Es verdad que las principales crisis anteriores fueron crisis circunscritas a un lugar o un sector: Japón en 1989; México en 1994 con la crisis del efecto Tequila; Asia en 1997, o bien la burbuja de internet en el 2000 y la crisis alimentaria del 2008. En esta ocasión, la crisis no sólo tiene una dimensión planetaria, sino que amenaza con ser total - financiera, pero también social, económica, cultural, política-,por lo que cabe hablar de una “crisis global”, la primera en su género.
Ahora bien, ¿hemos penetrado realmente sin trabas en la globalización a través de esta crisis generalizada?
En los años 80y 90, el lugar preeminente de la globalización en el debate público obedecía al propósito de expresar el triunfo absoluto de la economía, el reinado del neoliberalismo que zarandeaba a los estados subrayando su impotencia, el triunfo del capitalismo financiero y de los mercados. En tal perspectiva, el planeta se convertía en una especie de espacio sin fronteras, en beneficio - en definitiva-de toda la humanidad, según los apóstoles de la “globalización feliz” (título de un ensayo de Alain Minc), aunque en detrimento de la mayoría, según las voces más críticas que observaban cómo prosperaban los mecanismos de la exclusión, el paro, la precariedad y la inseguridad.
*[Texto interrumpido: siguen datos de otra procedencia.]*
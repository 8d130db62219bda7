//! Canonicalization and validation of the resident identity-card number.
//!
//! The number exists in two legacy lengths. The 15-digit form encodes the birth
//! year with 2 digits and an implicit `19` century; the 18-character form has a
//! 4-digit year and a trailing checksum character (a digit or `X`). Field
//! layout of the 18-character form, 0-indexed:
//!
//! ```text
//! [0,6)   region code
//! [6,10)  birth year
//! [10,12) birth month
//! [12,14) birth day
//! [14,17) sequence (parity of the last digit encodes gender, odd = male)
//! [17]    checksum character
//! ```

mod checksum;
mod facts;
mod normalize;
mod validity;

pub use facts::{extract_age, is_legal_adult, is_male_by_sequence};
pub use normalize::{normalize_to_15, normalize_to_18};
pub use validity::{equivalent_id_numbers, has_valid_length, is_valid_id_number};

use crate::error::IdNumberError;
use lazy_static::lazy_static;
use regex::Regex;
use std::ops::Range;

const LEGACY_LENGTH: usize = 15;
const CANONICAL_LENGTH: usize = 18;

lazy_static! {
    static ref LEGACY_PATTERN: Regex = Regex::new(r"^[0-9]{15}$").unwrap();
    static ref CANONICAL_PATTERN: Regex = Regex::new(r"^[0-9]{17}[0-9Xx]$").unwrap();
}

fn is_blank(raw: &str) -> bool {
    raw.trim().is_empty()
}

/// Parses a fixed-position numeric field out of the input. The ranges are byte
/// ranges; a multi-byte character straddling one is reported the same way as a
/// non-digit, since either means the field is not numeric.
fn parse_field(raw: &str, range: Range<usize>, field: &'static str) -> Result<u32, IdNumberError> {
    raw.get(range)
        .and_then(|chunk| chunk.parse::<u32>().ok())
        .ok_or_else(|| IdNumberError::NonNumericField {
            field,
            input: raw.to_string(),
        })
}
use thiserror::Error;

/// Errors from the identity-number operations.
///
/// These are the fatal tier of the failure policy: a substring that already
/// passed the format guard failed to parse as a number, which indicates a bug
/// or an unguarded call rather than routine bad input. Inputs that merely have
/// the wrong shape never produce these; they get `None`/`false`/`0` instead.
#[derive(Debug, Clone, PartialEq, Eq, Error)]
pub enum IdNumberError {
    #[error("non-numeric {field} field in identity number {input:?}")]
    NonNumericField { field: &'static str, input: String },
}

/// Errors from the in-memory pagination helper.
#[derive(Debug, Clone, PartialEq, Eq, Error)]
pub enum PagingError {
    #[error("page size must be at least 1, got {page_size}")]
    InvalidPageSize { page_size: usize },

    #[error("requested page {page_num} but there are only {pages} pages")]
    PageOutOfRange { page_num: usize, pages: usize },
}
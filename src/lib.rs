// This blocks accidental use of `println`. If one is actually needed, you can
// override with `#[allow(clippy::print_stdout)]`.
#![deny(clippy::print_stdout)]

mod calendar;
mod error;
mod id_number;
mod paging;

// This is the public API of the library
pub use calendar::{Calendar, SystemCalendar};
pub use error::{IdNumberError, PagingError};
pub use id_number::{
    equivalent_id_numbers, extract_age, has_valid_length, is_legal_adult, is_male_by_sequence,
    is_valid_id_number, normalize_to_15, normalize_to_18,
};
pub use paging::{page_count, page_slice};
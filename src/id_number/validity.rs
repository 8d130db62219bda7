use super::normalize::{normalize_to_15, normalize_to_18};
use super::{
    is_blank, parse_field, CANONICAL_LENGTH, CANONICAL_PATTERN, LEGACY_LENGTH, LEGACY_PATTERN,
};
use crate::calendar::Calendar;
use crate::error::IdNumberError;

const MIN_BIRTH_YEAR: i32 = 1900;

/// Checks only that the input has one of the two supported lengths. Content is
/// not inspected.
pub fn has_valid_length(raw: &str) -> bool {
    if is_blank(raw) {
        return false;
    }
    raw.len() == LEGACY_LENGTH || raw.len() == CANONICAL_LENGTH
}

/// Full validity check: format pattern, calendar birth date, and optionally a
/// minimum age. Pass a negative `min_age` to skip the age constraint.
///
/// Shape problems (blank input, wrong length, stray characters, impossible
/// dates) are rejections, not errors; `Err` is reserved for numeric fields
/// that fail to parse after the pattern already matched.
pub fn is_valid_id_number(
    raw: &str,
    min_age: i32,
    calendar: &impl Calendar,
) -> Result<bool, IdNumberError> {
    if is_blank(raw) {
        return Ok(false);
    }
    if !LEGACY_PATTERN.is_match(raw) && !CANONICAL_PATTERN.is_match(raw) {
        return Ok(false);
    }

    let canonical = match normalize_to_18(raw)? {
        Some(canonical) => canonical,
        None => return Ok(false),
    };

    let year = parse_field(&canonical, 6..10, "birth year")? as i32;
    let month = parse_field(&canonical, 10..12, "birth month")?;
    let day = parse_field(&canonical, 12..14, "birth day")?;

    let current_year = calendar.current_year();
    if !is_valid_birth_date(year, month, day, current_year) {
        return Ok(false);
    }
    if min_age > current_year - year {
        return Ok(false);
    }
    Ok(true)
}

/// Tests whether two raw strings denote the same identity number across the
/// two formats. Both sides must independently pass the full validity check;
/// the comparison itself is case-insensitive on the check character.
pub fn equivalent_id_numbers(
    a: &str,
    b: &str,
    calendar: &impl Calendar,
) -> Result<bool, IdNumberError> {
    if is_blank(a) || is_blank(b) {
        return Ok(false);
    }
    if !is_valid_id_number(a, -1, calendar)? || !is_valid_id_number(b, -1, calendar)? {
        return Ok(false);
    }

    if let Some(legacy) = normalize_to_15(a) {
        if legacy.eq_ignore_ascii_case(b) {
            return Ok(true);
        }
    }
    if let Some(canonical) = normalize_to_18(a)? {
        if canonical.eq_ignore_ascii_case(b) {
            return Ok(true);
        }
    }
    Ok(false)
}

fn is_valid_birth_date(year: i32, month: u32, day: u32, current_year: i32) -> bool {
    if year < MIN_BIRTH_YEAR || year > current_year {
        return false;
    }
    if !(1..=12).contains(&month) {
        return false;
    }
    day >= 1 && day <= days_in_month(year, month)
}

fn days_in_month(year: i32, month: u32) -> u32 {
    match month {
        1 | 3 | 5 | 7 | 8 | 10 | 12 => 31,
        4 | 6 | 9 | 11 => 30,
        2 if is_leap_year(year) => 29,
        _ => 28,
    }
}

fn is_leap_year(year: i32) -> bool {
    (year % 4 == 0 && year % 100 != 0) || year % 400 == 0
}
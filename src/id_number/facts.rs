use super::{is_blank, parse_field, CANONICAL_LENGTH, LEGACY_LENGTH};
use crate::calendar::Calendar;
use crate::error::IdNumberError;

/// Age in whole calendar years, with no month/day adjustment: the difference
/// between the current year and the encoded birth year. Blank input or an
/// unsupported length yields 0; a non-numeric year field is fatal.
pub fn extract_age(raw: &str, calendar: &impl Calendar) -> Result<i32, IdNumberError> {
    if is_blank(raw) {
        return Ok(0);
    }
    let birth_year = match raw.len() {
        LEGACY_LENGTH => 1900 + parse_field(raw, 6..8, "birth year")? as i32,
        CANONICAL_LENGTH => parse_field(raw, 6..10, "birth year")? as i32,
        _ => return Ok(0),
    };
    Ok(calendar.current_year() - birth_year)
}

/// Whether the person has reached the age of majority (18 years).
///
/// The 18th-birthday threshold is formed by concatenating `birth_year + 18`
/// with the 4-digit month-day block and comparing against today, both packed
/// as YYYYMMDD numbers. The year keeps its natural width; birth years are at
/// least 1900, so the concatenation always lines up. Blank input, an
/// unsupported length, or a non-numeric field yields `false`.
pub fn is_legal_adult(raw: &str, calendar: &impl Calendar) -> bool {
    if is_blank(raw) {
        return false;
    }
    let (birth_year, month_day) = match raw.len() {
        LEGACY_LENGTH => (
            parse_field(raw, 6..8, "birth year").map(|year| 1900 + year as i32),
            raw.get(8..12),
        ),
        CANONICAL_LENGTH => (
            parse_field(raw, 6..10, "birth year").map(|year| year as i32),
            raw.get(10..14),
        ),
        _ => return false,
    };
    let (birth_year, month_day) = match (birth_year, month_day) {
        (Ok(year), Some(month_day)) => (year, month_day),
        _ => return false,
    };

    let threshold: u64 = match format!("{}{month_day}", birth_year + 18).parse() {
        Ok(threshold) => threshold,
        Err(_) => return false,
    };
    threshold <= u64::from(calendar.today_yyyymmdd())
}

/// Whether the sequence parity digit marks the holder as male (odd digit).
///
/// Assumes pre-validated input: no format checking happens here, and a missing
/// or non-numeric digit at the parity position is fatal. The digit sits at
/// position 16 for 18-character input and position 14 otherwise.
pub fn is_male_by_sequence(raw: &str) -> Result<bool, IdNumberError> {
    if is_blank(raw) {
        return Ok(false);
    }
    let position = if raw.len() == CANONICAL_LENGTH { 16 } else { 14 };
    let digit = raw
        .chars()
        .nth(position)
        .and_then(|c| c.to_digit(10))
        .ok_or_else(|| IdNumberError::NonNumericField {
            field: "sequence parity digit",
            input: raw.to_string(),
        })?;
    Ok(digit % 2 == 1)
}
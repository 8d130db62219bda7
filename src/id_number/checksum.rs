use crate::error::IdNumberError;

/// Weight of digit position `i` in the 17-digit expansion: `2^(17-i) mod 11`.
const WEIGHTS: [u32; 17] = [7, 9, 10, 5, 8, 4, 2, 1, 6, 3, 7, 9, 10, 5, 8, 4, 2];

/// Computes the check character over the 17 leading digits of the canonical
/// form. The weighted sum reduced mod 11 gives a value in 0..=10; 10 renders
/// as `X`, everything else as the digit itself.
pub(super) fn check_char(digits: &str) -> Result<char, IdNumberError> {
    let mut sum = 0;
    for (position, c) in digits.chars().take(WEIGHTS.len()).enumerate() {
        let digit = c
            .to_digit(10)
            .ok_or_else(|| IdNumberError::NonNumericField {
                field: "checksum",
                input: digits.to_string(),
            })?;
        sum += digit * WEIGHTS[position];
    }

    let remainder = sum % 11;
    let value = if remainder <= 1 {
        1 - remainder
    } else {
        12 - remainder
    };

    Ok(match value {
        10 => 'X',
        digit => char::from_digit(digit, 10).unwrap(),
    })
}
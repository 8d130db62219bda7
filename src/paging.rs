use crate::error::PagingError;

/// Number of pages needed to show `total` records `page_size` at a time.
///
/// ```
/// # use cn_idnum::page_count;
/// assert_eq!(page_count(14, 5), Ok(3));
/// assert_eq!(page_count(15, 5), Ok(3));
/// assert_eq!(page_count(16, 5), Ok(4));
/// ```
pub fn page_count(total: usize, page_size: usize) -> Result<usize, PagingError> {
    if page_size == 0 {
        return Err(PagingError::InvalidPageSize { page_size });
    }
    Ok(total.div_ceil(page_size))
}

/// Slices one page out of an in-memory result list, 1-based `page_num`.
///
/// Degenerate arguments (an empty list, page number 0, page size 0) return the
/// whole slice unchanged instead of failing; asking for a page beyond the last
/// one is an error. The last page may be shorter than `page_size`.
pub fn page_slice<T>(items: &[T], page_num: usize, page_size: usize) -> Result<&[T], PagingError> {
    if items.is_empty() || page_num == 0 || page_size == 0 {
        return Ok(items);
    }
    let pages = page_count(items.len(), page_size)?;
    if page_num > pages {
        return Err(PagingError::PageOutOfRange { page_num, pages });
    }
    let start = (page_num - 1) * page_size;
    let end = (page_num * page_size).min(items.len());
    Ok(&items[start..end])
}

#[cfg(test)]
mod test {
    use super::*;

    #[test]
    fn page_count_rounds_up() {
        let cases = vec![(14, 5, 3), (15, 5, 3), (16, 5, 4), (0, 5, 0), (1, 1, 1)];
        for (total, page_size, pages) in cases {
            println!("testing for total={total} page_size={page_size}");
            assert_eq!(page_count(total, page_size), Ok(pages));
        }
        assert_eq!(
            page_count(10, 0),
            Err(PagingError::InvalidPageSize { page_size: 0 })
        );
    }

    #[test]
    fn slices_full_and_partial_pages() {
        let items: Vec<i32> = (1..=7).collect();
        assert_eq!(page_slice(&items, 1, 3), Ok(&items[0..3]));
        assert_eq!(page_slice(&items, 2, 3), Ok(&items[3..6]));
        // last page is short
        assert_eq!(page_slice(&items, 3, 3), Ok(&items[6..7]));
    }

    #[test]
    fn degenerate_arguments_return_everything() {
        let items: Vec<i32> = (1..=7).collect();
        assert_eq!(page_slice(&items, 0, 3), Ok(items.as_slice()));
        assert_eq!(page_slice(&items, 2, 0), Ok(items.as_slice()));
        let empty: Vec<i32> = vec![];
        assert_eq!(page_slice(&empty, 5, 3), Ok(empty.as_slice()));
    }

    #[test]
    fn page_beyond_the_last_is_an_error() {
        let items: Vec<i32> = (1..=7).collect();
        assert_eq!(
            page_slice(&items, 4, 3),
            Err(PagingError::PageOutOfRange {
                page_num: 4,
                pages: 3
            })
        );
    }
}
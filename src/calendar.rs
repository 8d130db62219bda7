use chrono::{Datelike, Local};

/// Source of "today" for the date-dependent checks, so tests can pin the clock.
pub trait Calendar: Send + Sync {
    fn current_year(&self) -> i32;

    /// Today's date packed as an 8-digit number, e.g. `20260825`.
    fn today_yyyymmdd(&self) -> u32;
}

/// The host clock, in local time.
pub struct SystemCalendar;

impl Calendar for SystemCalendar {
    fn current_year(&self) -> i32 {
        Local::now().year()
    }

    fn today_yyyymmdd(&self) -> u32 {
        let now = Local::now();
        now.year() as u32 * 10_000 + now.month() * 100 + now.day()
    }
}
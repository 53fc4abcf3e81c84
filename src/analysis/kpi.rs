use std::collections::HashSet;

use super::stats::{mean, Statistic, UndefinedReason};
use crate::data::filter::FilteredView;
use crate::data::model::PRICE;

/// Headline numbers for a filtered view.
#[derive(Debug, Clone, PartialEq)]
pub struct KpiSummary {
    /// Sum of `price`. Undefined when the column had no numeric values.
    pub total_sales: Statistic,
    /// Mean of `price` per order line.
    pub average_order_value: Statistic,
    /// Sum of `quantity`; cells that were not numbers count as nothing.
    pub total_orders: f64,
    /// Distinct `product_id` values.
    pub unique_products: usize,
}

pub fn kpi_summary(view: &FilteredView<'_>) -> KpiSummary {
    let (total_sales, average_order_value) = if view.dataset().fell_back(PRICE) {
        let undefined = Statistic::Undefined(UndefinedReason::NoSamples);
        (undefined, undefined)
    } else {
        (
            Statistic::Defined(view.records().map(|r| r.price).sum()),
            mean(view.records().map(|r| r.price)),
        )
    };
    let total_orders: f64 = view.records().filter_map(|r| r.quantity).sum();
    let unique_products = view
        .records()
        .map(|r| r.product_id.as_str())
        .collect::<HashSet<_>>()
        .len();

    KpiSummary {
        total_sales,
        average_order_value,
        total_orders,
        unique_products,
    }
}

#[cfg(test)]
mod tests {
    use super::*;
    use crate::analysis::fixtures::{all_of, dataset, order, zero_filled};
    use crate::data::filter::{filter, DateRange, FilterParams};
    use chrono::NaiveDate;

    #[test]
    fn january_toys_summary() {
        let ds = dataset(vec![
            order("2024-01-01", "toys", "p1", 10.0, 8.0, 2.0),
            order("2024-01-08", "toys", "p2", 20.0, 20.0, 1.0),
            order("2024-02-01", "books", "p3", 5.0, 5.0, 1.0),
        ]);
        let params = FilterParams {
            date_range: DateRange::new(
                NaiveDate::from_ymd_opt(2024, 1, 1).unwrap(),
                NaiveDate::from_ymd_opt(2024, 1, 31).unwrap(),
            ),
            categories: ["toys".to_string()].into_iter().collect(),
        };
        let view = filter(&ds, &params);
        assert_eq!(view.len(), 2);

        let kpi = kpi_summary(&view);
        assert_eq!(kpi.total_sales, Statistic::Defined(30.0));
        assert_eq!(kpi.average_order_value, Statistic::Defined(15.0));
        assert_eq!(kpi.total_orders, 3.0);
        assert_eq!(kpi.unique_products, 2);
    }

    #[test]
    fn repeated_products_count_once() {
        let ds = dataset(vec![
            order("2024-01-01", "toys", "p1", 10.0, 10.0, 1.0),
            order("2024-01-02", "toys", "p1", 10.0, 10.0, 4.0),
        ]);
        let kpi = kpi_summary(&all_of(&ds));
        assert_eq!(kpi.unique_products, 1);
        assert_eq!(kpi.total_orders, 5.0);
    }

    #[test]
    fn empty_view_has_undefined_average() {
        let ds = dataset(Vec::new());
        let view = crate::data::filter::FilteredView::from_indices(&ds, Vec::new());
        let kpi = kpi_summary(&view);
        assert_eq!(kpi.total_sales, Statistic::Defined(0.0));
        assert_eq!(
            kpi.average_order_value,
            Statistic::Undefined(UndefinedReason::NoSamples)
        );
    }

    #[test]
    fn price_without_numeric_values_is_undefined() {
        let ds = zero_filled(
            dataset(vec![
                order("2024-01-01", "toys", "p1", 10.0, 10.0, 1.0),
                order("2024-01-02", "toys", "p2", 20.0, 20.0, 2.0),
            ]),
            "price",
        );
        let kpi = kpi_summary(&all_of(&ds));
        let undefined = Statistic::Undefined(UndefinedReason::NoSamples);
        assert_eq!(kpi.total_sales, undefined);
        assert_eq!(kpi.average_order_value, undefined);
        assert_eq!(kpi.total_orders, 3.0);
        assert_eq!(kpi.unique_products, 2);
    }
}
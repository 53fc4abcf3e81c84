use std::fmt;

use super::AnalysisError;
use crate::data::filter::FilteredView;
use crate::data::model::{Column, OrderRecord, PAYMENT_VALUE};

/// Whether an order line was paid below its price.
#[derive(Debug, Clone, Copy, PartialEq, Eq, PartialOrd, Ord, Hash)]
pub enum DiscountStatus {
    WithDiscount,
    WithoutDiscount,
}

impl DiscountStatus {
    /// "with discount" iff `price - payment_value > 0`. A missing payment
    /// never counts as a discount.
    pub fn of(record: &OrderRecord) -> Self {
        match discount(record) {
            Some(d) if d > 0.0 => DiscountStatus::WithDiscount,
            _ => DiscountStatus::WithoutDiscount,
        }
    }

    pub fn label(self) -> &'static str {
        match self {
            DiscountStatus::WithDiscount => "with discount",
            DiscountStatus::WithoutDiscount => "without discount",
        }
    }
}

impl fmt::Display for DiscountStatus {
    fn fmt(&self, f: &mut fmt::Formatter<'_>) -> fmt::Result {
        f.write_str(self.label())
    }
}

/// `price - payment_value`, when the payment is known.
pub fn discount(record: &OrderRecord) -> Option<f64> {
    record.payment_value.map(|paid| record.price - paid)
}

#[derive(Debug, Clone, PartialEq)]
pub struct DiscountGroup {
    pub status: DiscountStatus,
    pub price_sum: f64,
    pub payment_sum: f64,
    pub quantity_sum: f64,
    pub lines: usize,
}

/// Price, payment and quantity totals per [`DiscountStatus`].
///
/// Groups come out "with discount" first; a status with no rows is omitted.
/// Needs a `payment_value` column.
pub fn discount_impact(view: &FilteredView<'_>) -> Result<Vec<DiscountGroup>, AnalysisError> {
    if !view.dataset().has_column(Column::PaymentValue) {
        return Err(AnalysisError::MissingColumn(PAYMENT_VALUE));
    }

    let mut groups = [DiscountStatus::WithDiscount, DiscountStatus::WithoutDiscount].map(|status| {
        DiscountGroup {
            status,
            price_sum: 0.0,
            payment_sum: 0.0,
            quantity_sum: 0.0,
            lines: 0,
        }
    });

    for r in view.records() {
        let g = match DiscountStatus::of(r) {
            DiscountStatus::WithDiscount => &mut groups[0],
            DiscountStatus::WithoutDiscount => &mut groups[1],
        };
        g.price_sum += r.price;
        g.payment_sum += r.payment_value.unwrap_or(0.0);
        g.quantity_sum += r.quantity.unwrap_or(0.0);
        g.lines += 1;
    }

    Ok(groups.into_iter().filter(|g| g.lines > 0).collect())
}

#[cfg(test)]
mod tests {
    use super::*;
    use crate::analysis::fixtures::{all_of, dataset, order};
    use crate::data::filter::{filter, DateRange, FilterParams};
    use crate::data::model::Dataset;
    use chrono::NaiveDate;

    #[test]
    fn january_toys_split() {
        let ds = dataset(vec![
            order("2024-01-01", "toys", "p1", 10.0, 8.0, 2.0),
            order("2024-01-08", "toys", "p2", 20.0, 20.0, 1.0),
            order("2024-02-01", "books", "p3", 5.0, 5.0, 1.0),
        ]);
        let params = FilterParams {
            date_range: DateRange::new(
                NaiveDate::from_ymd_opt(2024, 1, 1).unwrap(),
                NaiveDate::from_ymd_opt(2024, 1, 31).unwrap(),
            ),
            categories: ["toys".to_string()].into_iter().collect(),
        };
        let groups = discount_impact(&filter(&ds, &params)).unwrap();
        assert_eq!(
            groups,
            vec![
                DiscountGroup {
                    status: DiscountStatus::WithDiscount,
                    price_sum: 10.0,
                    payment_sum: 8.0,
                    quantity_sum: 2.0,
                    lines: 1,
                },
                DiscountGroup {
                    status: DiscountStatus::WithoutDiscount,
                    price_sum: 20.0,
                    payment_sum: 20.0,
                    quantity_sum: 1.0,
                    lines: 1,
                },
            ]
        );
    }

    #[test]
    fn absent_group_is_omitted() {
        let ds = dataset(vec![order("2024-01-01", "toys", "p1", 10.0, 12.0, 1.0)]);
        let groups = discount_impact(&all_of(&ds)).unwrap();
        assert_eq!(groups.len(), 1);
        assert_eq!(groups[0].status, DiscountStatus::WithoutDiscount);
    }

    #[test]
    fn quantity_sums_cover_the_whole_view() {
        let ds = dataset(vec![
            order("2024-01-01", "toys", "p1", 10.0, 9.0, 2.0),
            order("2024-01-02", "toys", "p2", 10.0, 10.0, 3.0),
            order("2024-01-03", "toys", "p3", 10.0, 11.0, 4.0),
            order("2024-01-04", "toys", "p4", 10.0, 1.0, 5.0),
        ]);
        let view = all_of(&ds);
        let total: f64 = view.records().filter_map(|r| r.quantity).sum();
        let groups = discount_impact(&view).unwrap();
        let grouped: f64 = groups.iter().map(|g| g.quantity_sum).sum();
        assert_eq!(grouped, total);
        for r in view.records() {
            let expected = r.price - r.payment_value.unwrap() > 0.0;
            assert_eq!(DiscountStatus::of(r) == DiscountStatus::WithDiscount, expected);
        }
    }

    #[test]
    fn missing_payment_is_without_discount() {
        let mut r = order("2024-01-01", "toys", "p1", 10.0, 0.0, 1.0);
        r.payment_value = None;
        assert_eq!(DiscountStatus::of(&r), DiscountStatus::WithoutDiscount);
        assert_eq!(discount(&r), None);
    }

    #[test]
    fn requires_payment_column() {
        let base = dataset(vec![order("2024-01-01", "toys", "p1", 10.0, 8.0, 1.0)]);
        let columns = base
            .columns
            .iter()
            .filter(|c| c.kind != Column::PaymentValue)
            .cloned()
            .collect();
        let ds = Dataset::new(columns, base.records.clone(), Vec::new(), false);
        assert_eq!(
            discount_impact(&all_of(&ds)),
            Err(AnalysisError::MissingColumn(PAYMENT_VALUE))
        );
    }
}
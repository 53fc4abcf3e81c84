use eframe::egui::{self, Color32, RichText, ScrollArea, Ui};
use egui_extras::DatePickerButton;

use crate::analysis::trend::Granularity;
use crate::state::{AppState, Status};

// ---------------------------------------------------------------------------
// Left side panel – filter widgets
// ---------------------------------------------------------------------------

/// Render the left filter panel.
pub fn side_panel(ui: &mut Ui, state: &mut AppState) {
    ui.heading("Dashboard Controls");
    ui.separator();

    let (Some(dataset), Some(filters), Some((min_date, max_date))) =
        (state.dataset.clone(), state.filters.clone(), state.date_bounds)
    else {
        ui.label("No dataset loaded.");
        return;
    };

    // ---- Date range ----
    ui.strong("Select Date Range");
    let mut start = filters.date_range.start;
    let mut end = filters.date_range.end;
    let mut date_changed = false;
    ui.horizontal(|ui: &mut Ui| {
        ui.label("From");
        date_changed |= ui
            .add(DatePickerButton::new(&mut start).id_salt("start_date"))
            .changed();
    });
    ui.horizontal(|ui: &mut Ui| {
        ui.label("To");
        date_changed |= ui
            .add(DatePickerButton::new(&mut end).id_salt("end_date"))
            .changed();
    });
    if ui.small_button("Full range").clicked() {
        start = min_date;
        end = max_date;
        date_changed = true;
    }
    if date_changed {
        state.set_date_range(start.clamp(min_date, max_date), end.clamp(min_date, max_date));
    }
    ui.separator();

    // ---- Trend granularity ----
    ui.strong("Sales trend");
    let mut granularity = state.settings.granularity;
    ui.horizontal(|ui: &mut Ui| {
        ui.radio_value(&mut granularity, Granularity::Weekly, "Weekly");
        ui.radio_value(&mut granularity, Granularity::Daily, "Daily");
    });
    state.set_granularity(granularity);
    ui.separator();

    // ---- Export ----
    ui.checkbox(&mut state.export_derived, "Include discount columns");
    if ui.button("Save Filtered Data…").clicked() {
        save_file_dialog(state);
    }
    ui.separator();

    // ---- Categories ----
    let n_selected = filters.categories.len();
    let n_total = dataset.categories.len();
    ui.strong(format!("Categories  ({n_selected}/{n_total})"));

    let mut all = state.all_categories;
    if ui.checkbox(&mut all, "Select All Categories").changed() {
        state.set_all_categories(all);
    }

    if !state.all_categories {
        ScrollArea::vertical()
            .auto_shrink([false, false])
            .show(ui, |ui: &mut Ui| {
                for category in &dataset.categories {
                    let mut checked = filters.categories.contains(category);
                    let color = state.category_colors.color_for(category);
                    let text = RichText::new(category).color(color);
                    if ui.checkbox(&mut checked, text).changed() {
                        state.toggle_category(category);
                    }
                }
            });
    }
}

// ---------------------------------------------------------------------------
// Top bar
// ---------------------------------------------------------------------------

/// Render the top menu / toolbar.
pub fn top_bar(ui: &mut Ui, state: &mut AppState) {
    egui::menu::bar(ui, |ui: &mut Ui| {
        ui.menu_button("File", |ui: &mut Ui| {
            if ui.button("Open…").clicked() {
                open_file_dialog(state);
                ui.close_menu();
            }
            if ui.button("Reload").clicked() {
                let _ = state.reload();
                ui.close_menu();
            }
        });

        ui.separator();

        if let Some(ds) = &state.dataset {
            ui.label(format!(
                "{} order lines loaded, {} in view",
                ds.len(),
                state.visible_rows()
            ));
            if ds.quantity_synthesized {
                ui.label(RichText::new("(no quantity column: each line counts as 1)").weak());
            }
        }

        ui.separator();

        match &state.status {
            Some(Status::Error(msg)) => {
                ui.label(RichText::new(msg).color(Color32::RED));
            }
            Some(Status::Warning(msg)) => {
                ui.label(RichText::new(msg).color(Color32::YELLOW));
            }
            Some(Status::Info(msg)) => {
                ui.label(RichText::new(msg).color(Color32::LIGHT_GREEN));
            }
            None => {}
        }
    });
}

// ---------------------------------------------------------------------------
// File dialogs
// ---------------------------------------------------------------------------

pub fn open_file_dialog(state: &mut AppState) {
    let file = rfd::FileDialog::new()
        .set_title("Open order data")
        .add_filter("Supported files", &["csv", "tsv", "tab", "parquet", "pq"])
        .add_filter("CSV", &["csv"])
        .add_filter("TSV", &["tsv", "tab"])
        .add_filter("Parquet", &["parquet", "pq"])
        .pick_file();

    if let Some(path) = file {
        // Errors are logged and shown in the status line by `open`.
        let _ = state.open(&path);
    }
}

pub fn save_file_dialog(state: &mut AppState) {
    let default = state.default_export_path();
    let mut dialog = rfd::FileDialog::new()
        .set_title("Save filtered data")
        .add_filter("CSV", &["csv"]);
    if let Some(dir) = default.parent() {
        dialog = dialog.set_directory(dir);
    }
    if let Some(name) = default.file_name().and_then(|n| n.to_str()) {
        dialog = dialog.set_file_name(name);
    }

    if let Some(path) = dialog.save_file() {
        if let Err(e) = state.export(&path) {
            log::error!("Export failed: {e:#}");
            state.status = Some(Status::Error(format!("{e:#}")));
        }
    }
}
Pero ya no estamos ahí, y debemos poner de relieve dos hechos importantes. El primero es la toma de conciencia de que, bajo la aparente homogeneidad del ámbito de la globalización, se halla en liza la creación de un mundo multipolar en cuyo seno cabe cuestionar la hegemonía estadounidense a instancias no sólo de la propia existencia de Europa, sino también de la de los llamados países emergentes, como China, India, Brasil o Rusia, por no hablar de Japón, capaces cada uno de ellos de impulsar políticas acordes con sus intereses nacionales o regionales. Si se conviene en que la globalización existe, forzoso es admitir que cristaliza en adelante en un ámbito que abarca amplias zonas del planeta. El segundo hecho es capital: la crisis señala el retorno de los estados, el abandono de ideologías neoliberales, la promesa de medidas intervencionistas, el renovado interés por el keynesianismo; la idea, por último, de que salir de la crisis exige confiar en políticas públicas susceptibles de articular con eficacia las estructuras del Estado. Todo lo contrario de la globalización, al menos de la que se ha conocido hasta ahora, una globalización sin freno ni control.
Dicho esto, deben considerarse tres posibles panoramas.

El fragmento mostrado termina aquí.